What the task requires:
The lines you return must be all those in the data that hold the string "enum".

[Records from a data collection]
════════════════════
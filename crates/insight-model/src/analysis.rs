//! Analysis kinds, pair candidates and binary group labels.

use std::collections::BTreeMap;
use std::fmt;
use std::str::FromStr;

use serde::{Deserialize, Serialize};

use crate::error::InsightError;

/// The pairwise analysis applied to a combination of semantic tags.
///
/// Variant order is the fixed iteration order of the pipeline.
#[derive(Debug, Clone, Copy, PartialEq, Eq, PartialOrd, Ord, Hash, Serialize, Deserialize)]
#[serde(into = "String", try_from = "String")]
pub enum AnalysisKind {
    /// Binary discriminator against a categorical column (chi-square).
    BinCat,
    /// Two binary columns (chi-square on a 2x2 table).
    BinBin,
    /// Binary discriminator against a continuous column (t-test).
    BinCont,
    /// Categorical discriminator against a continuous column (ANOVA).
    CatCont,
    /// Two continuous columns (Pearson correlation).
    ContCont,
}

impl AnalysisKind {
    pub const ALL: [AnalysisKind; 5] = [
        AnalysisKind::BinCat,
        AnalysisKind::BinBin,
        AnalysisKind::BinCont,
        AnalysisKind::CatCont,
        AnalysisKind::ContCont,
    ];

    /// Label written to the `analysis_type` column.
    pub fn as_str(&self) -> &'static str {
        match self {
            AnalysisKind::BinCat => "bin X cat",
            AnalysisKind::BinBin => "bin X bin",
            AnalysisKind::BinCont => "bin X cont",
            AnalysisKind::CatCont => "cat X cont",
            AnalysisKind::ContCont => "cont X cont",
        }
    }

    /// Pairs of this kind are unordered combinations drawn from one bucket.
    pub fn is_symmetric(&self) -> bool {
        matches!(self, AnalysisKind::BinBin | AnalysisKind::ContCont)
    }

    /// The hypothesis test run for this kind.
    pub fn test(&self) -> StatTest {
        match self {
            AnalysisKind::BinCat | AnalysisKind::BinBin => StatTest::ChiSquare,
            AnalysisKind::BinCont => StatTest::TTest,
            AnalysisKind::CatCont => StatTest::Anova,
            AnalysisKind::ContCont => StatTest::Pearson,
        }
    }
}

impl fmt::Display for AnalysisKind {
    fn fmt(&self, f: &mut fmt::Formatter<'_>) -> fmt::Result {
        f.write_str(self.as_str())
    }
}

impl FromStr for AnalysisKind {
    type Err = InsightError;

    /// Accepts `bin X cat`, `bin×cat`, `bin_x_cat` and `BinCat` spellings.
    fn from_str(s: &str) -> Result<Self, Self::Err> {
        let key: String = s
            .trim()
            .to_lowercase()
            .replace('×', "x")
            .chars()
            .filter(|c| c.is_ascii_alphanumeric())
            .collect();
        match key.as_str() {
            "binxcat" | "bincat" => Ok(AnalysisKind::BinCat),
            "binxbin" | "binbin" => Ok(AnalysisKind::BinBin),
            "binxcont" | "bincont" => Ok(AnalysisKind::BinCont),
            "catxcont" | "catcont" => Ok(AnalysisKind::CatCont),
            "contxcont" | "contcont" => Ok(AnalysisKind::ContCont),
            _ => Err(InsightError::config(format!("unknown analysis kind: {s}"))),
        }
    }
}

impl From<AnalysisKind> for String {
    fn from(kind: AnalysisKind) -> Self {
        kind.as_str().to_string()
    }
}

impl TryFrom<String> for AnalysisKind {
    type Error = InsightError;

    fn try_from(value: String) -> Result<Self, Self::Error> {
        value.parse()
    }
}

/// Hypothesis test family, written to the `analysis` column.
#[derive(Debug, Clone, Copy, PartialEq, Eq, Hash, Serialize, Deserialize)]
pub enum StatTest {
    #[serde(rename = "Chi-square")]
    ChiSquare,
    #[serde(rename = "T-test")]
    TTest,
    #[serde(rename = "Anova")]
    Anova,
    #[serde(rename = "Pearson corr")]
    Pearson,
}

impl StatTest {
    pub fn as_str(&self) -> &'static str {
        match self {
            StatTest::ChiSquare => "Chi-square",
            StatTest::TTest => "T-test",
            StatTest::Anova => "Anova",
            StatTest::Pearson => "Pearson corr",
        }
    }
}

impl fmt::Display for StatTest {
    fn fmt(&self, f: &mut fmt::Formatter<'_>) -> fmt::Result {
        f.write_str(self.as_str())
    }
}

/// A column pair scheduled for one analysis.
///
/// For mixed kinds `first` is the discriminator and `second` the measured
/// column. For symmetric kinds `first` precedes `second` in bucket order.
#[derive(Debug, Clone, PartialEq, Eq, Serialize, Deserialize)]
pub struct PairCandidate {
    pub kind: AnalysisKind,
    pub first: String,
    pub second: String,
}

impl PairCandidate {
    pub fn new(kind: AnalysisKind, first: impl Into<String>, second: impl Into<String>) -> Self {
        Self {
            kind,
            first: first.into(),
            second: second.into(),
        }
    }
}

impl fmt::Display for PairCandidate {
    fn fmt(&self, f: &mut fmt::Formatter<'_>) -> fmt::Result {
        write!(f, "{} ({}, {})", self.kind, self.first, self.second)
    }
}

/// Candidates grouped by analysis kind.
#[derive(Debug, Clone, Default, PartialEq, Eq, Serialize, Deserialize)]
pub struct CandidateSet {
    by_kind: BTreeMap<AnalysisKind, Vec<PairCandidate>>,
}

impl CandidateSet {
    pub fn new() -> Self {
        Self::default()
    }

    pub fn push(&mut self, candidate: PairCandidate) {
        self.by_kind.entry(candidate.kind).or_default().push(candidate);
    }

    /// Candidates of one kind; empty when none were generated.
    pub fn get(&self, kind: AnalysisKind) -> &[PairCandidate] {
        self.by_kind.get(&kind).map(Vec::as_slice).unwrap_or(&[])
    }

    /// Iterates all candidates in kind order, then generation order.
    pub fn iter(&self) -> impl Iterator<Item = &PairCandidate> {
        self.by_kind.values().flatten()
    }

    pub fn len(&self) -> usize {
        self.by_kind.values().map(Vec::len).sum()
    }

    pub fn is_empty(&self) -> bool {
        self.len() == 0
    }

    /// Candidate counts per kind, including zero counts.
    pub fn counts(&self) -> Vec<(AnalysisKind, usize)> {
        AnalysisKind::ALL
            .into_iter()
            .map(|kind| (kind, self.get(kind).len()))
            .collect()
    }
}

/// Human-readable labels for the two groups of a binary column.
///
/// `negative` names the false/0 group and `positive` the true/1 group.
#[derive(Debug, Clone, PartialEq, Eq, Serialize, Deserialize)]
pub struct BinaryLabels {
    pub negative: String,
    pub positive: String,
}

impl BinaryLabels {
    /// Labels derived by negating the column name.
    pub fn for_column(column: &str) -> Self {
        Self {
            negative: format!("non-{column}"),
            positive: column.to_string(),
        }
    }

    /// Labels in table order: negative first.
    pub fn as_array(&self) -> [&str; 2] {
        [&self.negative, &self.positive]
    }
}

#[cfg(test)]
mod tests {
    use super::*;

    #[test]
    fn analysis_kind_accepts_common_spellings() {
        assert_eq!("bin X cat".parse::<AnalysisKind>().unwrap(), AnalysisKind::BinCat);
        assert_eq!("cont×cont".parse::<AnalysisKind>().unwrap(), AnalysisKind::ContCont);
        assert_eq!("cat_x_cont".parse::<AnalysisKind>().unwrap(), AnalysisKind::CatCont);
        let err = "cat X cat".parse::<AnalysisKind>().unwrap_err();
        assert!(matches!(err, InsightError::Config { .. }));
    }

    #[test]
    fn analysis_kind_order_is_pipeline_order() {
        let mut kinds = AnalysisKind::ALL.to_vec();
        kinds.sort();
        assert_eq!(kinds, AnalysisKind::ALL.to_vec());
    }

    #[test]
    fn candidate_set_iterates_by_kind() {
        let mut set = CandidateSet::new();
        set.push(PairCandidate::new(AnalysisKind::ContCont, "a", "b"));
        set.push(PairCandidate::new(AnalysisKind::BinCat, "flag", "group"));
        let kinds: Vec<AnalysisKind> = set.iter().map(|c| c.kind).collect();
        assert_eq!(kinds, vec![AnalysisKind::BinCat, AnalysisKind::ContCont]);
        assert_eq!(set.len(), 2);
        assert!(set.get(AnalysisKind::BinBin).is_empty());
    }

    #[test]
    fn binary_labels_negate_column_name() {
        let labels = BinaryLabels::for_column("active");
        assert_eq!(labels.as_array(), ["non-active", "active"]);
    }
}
════════════════════
Written solution:
pub enum AnalysisKind {
pub enum StatTest {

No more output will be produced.